- _WORK TASK_
From the data that follows, report how many lines hold the string "static", giving only the number.

+++

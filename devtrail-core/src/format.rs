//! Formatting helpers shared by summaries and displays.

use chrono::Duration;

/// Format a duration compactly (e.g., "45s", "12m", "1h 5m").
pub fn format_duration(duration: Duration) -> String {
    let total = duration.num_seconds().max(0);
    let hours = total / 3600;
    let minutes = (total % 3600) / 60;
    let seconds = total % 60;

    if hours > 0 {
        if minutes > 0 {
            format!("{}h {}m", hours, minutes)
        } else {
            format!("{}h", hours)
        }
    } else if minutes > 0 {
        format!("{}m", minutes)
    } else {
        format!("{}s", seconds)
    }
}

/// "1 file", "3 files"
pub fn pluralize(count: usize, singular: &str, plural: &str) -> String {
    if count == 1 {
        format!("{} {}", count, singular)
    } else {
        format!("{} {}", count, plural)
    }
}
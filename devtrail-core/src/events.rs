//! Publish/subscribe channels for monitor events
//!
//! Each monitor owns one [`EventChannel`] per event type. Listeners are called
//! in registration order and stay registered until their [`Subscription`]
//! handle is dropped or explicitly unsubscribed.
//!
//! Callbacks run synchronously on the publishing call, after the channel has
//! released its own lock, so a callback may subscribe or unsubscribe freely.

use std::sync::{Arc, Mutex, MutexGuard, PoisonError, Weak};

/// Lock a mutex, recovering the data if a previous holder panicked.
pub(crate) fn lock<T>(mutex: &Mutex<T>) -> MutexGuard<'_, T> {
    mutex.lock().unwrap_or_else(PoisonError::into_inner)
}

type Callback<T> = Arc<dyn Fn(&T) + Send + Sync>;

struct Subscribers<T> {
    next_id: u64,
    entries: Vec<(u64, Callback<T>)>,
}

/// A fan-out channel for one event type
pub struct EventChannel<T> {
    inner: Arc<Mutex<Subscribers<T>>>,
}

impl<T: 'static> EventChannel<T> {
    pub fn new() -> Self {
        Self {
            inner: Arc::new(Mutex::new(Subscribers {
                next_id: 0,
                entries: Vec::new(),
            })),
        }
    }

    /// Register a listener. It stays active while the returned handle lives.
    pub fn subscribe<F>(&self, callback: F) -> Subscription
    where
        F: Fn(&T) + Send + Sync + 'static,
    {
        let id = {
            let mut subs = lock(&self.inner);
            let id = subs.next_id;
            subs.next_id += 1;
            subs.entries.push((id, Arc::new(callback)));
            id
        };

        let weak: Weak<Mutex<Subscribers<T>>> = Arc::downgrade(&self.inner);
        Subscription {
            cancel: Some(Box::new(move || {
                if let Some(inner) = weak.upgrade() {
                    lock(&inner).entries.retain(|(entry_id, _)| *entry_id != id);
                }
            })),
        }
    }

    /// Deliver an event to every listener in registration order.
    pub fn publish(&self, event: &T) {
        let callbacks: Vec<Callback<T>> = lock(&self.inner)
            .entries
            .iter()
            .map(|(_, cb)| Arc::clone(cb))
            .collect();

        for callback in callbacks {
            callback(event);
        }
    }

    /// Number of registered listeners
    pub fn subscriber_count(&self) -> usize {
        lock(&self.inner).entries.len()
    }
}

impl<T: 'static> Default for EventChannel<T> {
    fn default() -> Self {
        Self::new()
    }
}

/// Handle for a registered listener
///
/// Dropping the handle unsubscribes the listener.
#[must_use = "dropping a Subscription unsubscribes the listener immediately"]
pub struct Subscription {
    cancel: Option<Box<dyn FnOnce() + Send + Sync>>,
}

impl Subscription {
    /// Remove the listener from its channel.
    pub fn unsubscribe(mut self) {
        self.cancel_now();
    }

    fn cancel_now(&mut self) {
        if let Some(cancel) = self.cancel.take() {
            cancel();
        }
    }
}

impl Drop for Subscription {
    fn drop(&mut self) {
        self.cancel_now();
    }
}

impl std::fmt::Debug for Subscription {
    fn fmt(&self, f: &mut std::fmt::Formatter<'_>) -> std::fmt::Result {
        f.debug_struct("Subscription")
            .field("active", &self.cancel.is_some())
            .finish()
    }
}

+++

- _TASK SOLUTION_
3